老後のためにどのくらいアルバイトすればいいでしょうか?
皆さんから寄せられた家計の悩みにお答えする、その名も「マネープランクリニック」。今回のご相談者は60歳、男性会社員の方です。関連会社に再就職したものの、仕事に心身ともに疲れ、退職を検討中。その際、老後資金はどの程度準備すればいいのか……。ファイナンシャル・プランナーの井戸美枝さんがアドバイスします。

■相談者
キタミンさん(仮名)
男性/会社員/60歳
東北/持ち家・一戸建て
■家族構成
妻(53歳)、子2人(ともに独立)
■相談内容
今年60歳で会社を定年退職し、関連会社に転籍しました。業界が斜陽産業で、リストラ話ばかりです。関連会社も同様で、心身ともに疲れ、61歳を機に退職を検討しています。 退職後は、アルバイトしながら、貯金を取り崩しつつ、年金が支給される65歳まで過ごしたいと思っています。趣味のスポーツや芸術活動を楽しみながら、慎ましく生活するつもりですが、現在の貯蓄で老後資金は足りるでしょうか? なお、65歳になるまでは企業年金が10万円ほど毎月支給されます。アルバイトでは月いくら稼げばいいでしょうか? 投資は国債、NISA、iDeCoで、株や国債の配当は年間10万円ほどあり、これは旅行代金に充てたいと思っています。自宅は築35年で、ローン残高はありません。
■家計収支データ
キタミンさんの家計収支データは図表のとおりです。

■家計収支データ補足
(1)希望退職時期
今年度末。
(2)毎月の生活費以外の支出(年間)
固定資産税10万円、自動車の維持費10万円、その他不定期の冠婚葬祭費、交際費、大きな買い物、修繕費用など。余った分は普通預金に残し、適宜、定期預金への入金やNISAの成長投資枠に投資。
(3)加入保険の保障内容
[相談者]
・終身保険(75歳払込終了、死亡200万円)=毎月の保険料5000円
・終身医療保険(65歳払込終了)=毎月の保険料9000円
・がん保険=毎月の保険料3000円
[妻]
・がん保険=毎月の保険料3000円
・医療保険=毎月の保険料3000円
(4)公的年金の受給額(額面・65歳以降)
夫/月額19万円(直近の「ねんきん定期便」より)
妻/月額7万円
(5)自宅の今後数年以内の修繕リフォーム予定
屋根の補修。5年以内、費用300万円。
(6)自動車の買い替え
現在の自動車を70代半ばまで使用。その後は手放す予定。
(7)退職後のアルバイト
相談者(夫・キタミンさん)以外に妻もする予定。妻の収入は月5万円程度を想定。
(8)退職後の生活費
基本的に生活費と今も大きく変わりはないが、「趣味娯楽費・3万円」をできれば1万~2万円増額を希望。
■FP井戸美枝からの3つのアドバイス
アドバイス1:想定どおりであれば老後資金は十分足りる
アドバイス2:介護・医療費と住宅リフォーム費がリスク要因
アドバイス3:収入や期間は決めず、無理なく長く働く
アドバイス1:想定どおりであれば老後資金は十分足りる
現在のお仕事を続けることが心身ともにきびしく、近く退職を考慮されているとのこと。まずはこれまでお疲れさまでした。退職はご自身のため、ご家族のために不可欠な判断だと思います。

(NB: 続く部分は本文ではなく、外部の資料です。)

use std::fmt;

use camino::Utf8PathBuf;
use rtpl_conf::Settings;
use rtpl_templates::TemplateKind;

#[derive(Clone, Copy, Debug, PartialEq, Eq, Hash, PartialOrd, Ord)]
pub enum Namespace {
    Templates,
    Tags,
    Layouts,
}

impl Namespace {
    /// Module directory below the root module.
    #[must_use]
    pub fn dir(self) -> &'static str {
        match self {
            Namespace::Templates => "templates",
            Namespace::Tags => "tags",
            Namespace::Layouts => "layouts",
        }
    }

    #[must_use]
    pub fn kind(self) -> TemplateKind {
        match self {
            Namespace::Templates => TemplateKind::Template,
            Namespace::Tags => TemplateKind::Tag,
            Namespace::Layouts => TemplateKind::Layout,
        }
    }
}

impl fmt::Display for Namespace {
    fn fmt(&self, f: &mut fmt::Formatter<'_>) -> fmt::Result {
        let name = match self {
            Namespace::Templates => "template",
            Namespace::Tags => "tag",
            Namespace::Layouts => "layout",
        };
        f.write_str(name)
    }
}

/// The naming knobs of [`Settings`] needed to place generated units.
#[derive(Clone, Debug, PartialEq, Eq)]
pub struct Naming {
    pub root_module: String,
    pub unit_suffix: String,
    pub tag_extension: String,
    pub layout_extension: String,
}

impl Default for Naming {
    fn default() -> Self {
        Self::from(&Settings::default())
    }
}

impl From<&Settings> for Naming {
    fn from(settings: &Settings) -> Self {
        Self {
            root_module: settings.root_module.clone(),
            unit_suffix: settings.unit_suffix.clone(),
            tag_extension: settings.tag_extension.clone(),
            layout_extension: settings.layout_extension.clone(),
        }
    }
}

impl Naming {
    /// Source path of a tag or layout referenced as `a.b.c` in a body.
    #[must_use]
    pub fn source_path(&self, namespace: Namespace, dotted: &str) -> String {
        let path = dotted.replace('.', "/");
        match namespace {
            Namespace::Templates => path,
            Namespace::Tags => path + &self.tag_extension,
            Namespace::Layouts => path + &self.layout_extension,
        }
    }

    #[must_use]
    pub fn qualify(&self, namespace: Namespace, path: &str) -> QualifiedName {
        let mut parts: Vec<&str> = path.split('/').collect();
        let last = parts.pop().unwrap_or_default();

        let mut segments = vec![sanitize(&self.root_module), namespace.dir().to_string()];
        segments.extend(
            parts
                .into_iter()
                .filter(|part| !part.is_empty())
                .map(sanitize),
        );

        let stem = match last.rsplit_once('.') {
            Some((stem, _)) if !stem.is_empty() => stem,
            _ => last,
        };
        let mut unit = if stem.is_empty() {
            String::new()
        } else {
            sanitize(stem)
        };
        unit.push_str(&self.unit_suffix);
        if unit.is_empty() || is_keyword(&unit) {
            unit.push('_');
        }
        segments.push(unit);

        QualifiedName {
            namespace,
            segments,
        }
    }
}

/// Fully qualified module of one generated unit, e.g. `rtpl::tags::card_rtpl`.
#[derive(Clone, Debug, PartialEq, Eq, Hash, PartialOrd, Ord)]
pub struct QualifiedName {
    namespace: Namespace,
    segments: Vec<String>,
}

impl QualifiedName {
    #[must_use]
    pub fn namespace(&self) -> Namespace {
        self.namespace
    }

    #[must_use]
    pub fn segments(&self) -> &[String] {
        &self.segments
    }

    #[must_use]
    pub fn module_path(&self) -> String {
        self.segments.join("::")
    }

    /// Path used by generated code to call into this unit.
    #[must_use]
    pub fn call_path(&self) -> String {
        format!("crate::{}", self.module_path())
    }

    /// Location of the unit's source file relative to the output directory.
    #[must_use]
    pub fn file_path(&self) -> Utf8PathBuf {
        let mut path: Utf8PathBuf = self.segments.iter().collect();
        path.set_extension("rs");
        path
    }
}

impl fmt::Display for QualifiedName {
    fn fmt(&self, f: &mut fmt::Formatter<'_>) -> fmt::Result {
        f.write_str(&self.module_path())
    }
}

fn sanitize(segment: &str) -> String {
    let mut ident: String = segment
        .chars()
        .map(|c| {
            if c.is_ascii_alphanumeric() || c == '_' {
                c
            } else {
                '_'
            }
        })
        .collect();

    if ident.is_empty() || ident == "_" || ident.starts_with(|c: char| c.is_ascii_digit()) {
        ident.insert(0, '_');
    }
    if is_keyword(&ident) {
        ident.push('_');
    }
    ident
}

fn is_keyword(ident: &str) -> bool {
    matches!(
        ident,
        "as" | "async"
            | "await"
            | "box"
            | "break"
            | "const"
            | "continue"
            | "crate"
            | "do"
            | "dyn"
            | "else"
            | "enum"
            | "extern"
            | "false"
            | "fn"
            | "for"
            | "gen"
            | "if"
            | "impl"
            | "in"
            | "let"
            | "loop"
            | "macro"
            | "match"
            | "mod"
            | "move"
            | "mut"
            | "pub"
            | "ref"
            | "return"
            | "self"
            | "Self"
            | "static"
            | "struct"
            | "super"
            | "trait"
            | "true"
            | "try"
            | "type"
            | "unsafe"
            | "use"
            | "where"
            | "while"
            | "yield"
    )
}

#[cfg(test)]
mod tests {
    use super::*;

    mod qualify {
        use super::*;

        #[test]
        fn test_template_name() {
            let name = Naming::default().qualify(Namespace::Templates, "pages/index.rtpl");
            assert_eq!(name.module_path(), "rtpl::templates::pages::index_rtpl");
            assert_eq!(name.call_path(), "crate::rtpl::templates::pages::index_rtpl");
            assert_eq!(
                name.file_path(),
                Utf8PathBuf::from("rtpl/templates/pages/index_rtpl.rs")
            );
        }

        #[test]
        fn test_tag_and_layout_do_not_collide() {
            let naming = Naming::default();
            let tag = naming.qualify(Namespace::Tags, "card.rtag");
            let layout = naming.qualify(Namespace::Layouts, "card.rlayout");
            assert_ne!(tag, layout);
            assert_eq!(tag.module_path(), "rtpl::tags::card_rtpl");
            assert_eq!(layout.module_path(), "rtpl::layouts::card_rtpl");
        }

        #[test]
        fn test_sanitizes_segments() {
            let name = Naming::default().qualify(Namespace::Templates, "2024/my-page.v2.html");
            assert_eq!(name.segments()[2], "_2024");
            assert_eq!(name.segments()[3], "my_page_v2_rtpl");
        }

        #[test]
        fn test_keyword_segments() {
            let name = Naming::default().qualify(Namespace::Templates, "static/mod/x.rtpl");
            assert_eq!(name.module_path(), "rtpl::templates::static_::mod_::x_rtpl");
        }

        #[test]
        fn test_empty_segments_are_skipped() {
            let name = Naming::default().qualify(Namespace::Templates, "/a//b.rtpl");
            assert_eq!(name.module_path(), "rtpl::templates::a::b_rtpl");
        }

        #[test]
        fn test_custom_naming() {
            let naming = Naming {
                root_module: "views".to_string(),
                unit_suffix: "_view".to_string(),
                ..Naming::default()
            };
            let name = naming.qualify(Namespace::Tags, "user/card.rtag");
            assert_eq!(name.to_string(), "views::tags::user::card_view");
        }

        #[test]
        fn test_qualification_is_deterministic() {
            let naming = Naming::default();
            assert_eq!(
                naming.qualify(Namespace::Tags, "a/b.rtag"),
                naming.qualify(Namespace::Tags, "a/b.rtag")
            );
        }
    }

    mod source_path {
        use super::*;

        #[test]
        fn test_tag_path() {
            let naming = Naming::default();
            assert_eq!(naming.source_path(Namespace::Tags, "user.card"), "user/card.rtag");
        }

        #[test]
        fn test_layout_path() {
            let naming = Naming::default();
            assert_eq!(naming.source_path(Namespace::Layouts, "page"), "page.rlayout");
        }
    }
}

さて、ご相談である退職後の老後資金の不安について、それを考える材料として、今後のキャッシュフローから見てみましょう。
ここでの試算の設定ですが、退職時期はご希望されている今年度末。便宜上、翌月の4月からご夫婦ともアルバイトをされるとします。アルバイト期間は、ご相談者のキタミンさんが公的年金受給となる65歳までとのことですから、奥さまも同期間(便宜上、アルバイト開始からちょうど4年間)とします。また、ご相談にある収入ですが、ハードルはあまり高くせず、夫婦合計で月10万円としました。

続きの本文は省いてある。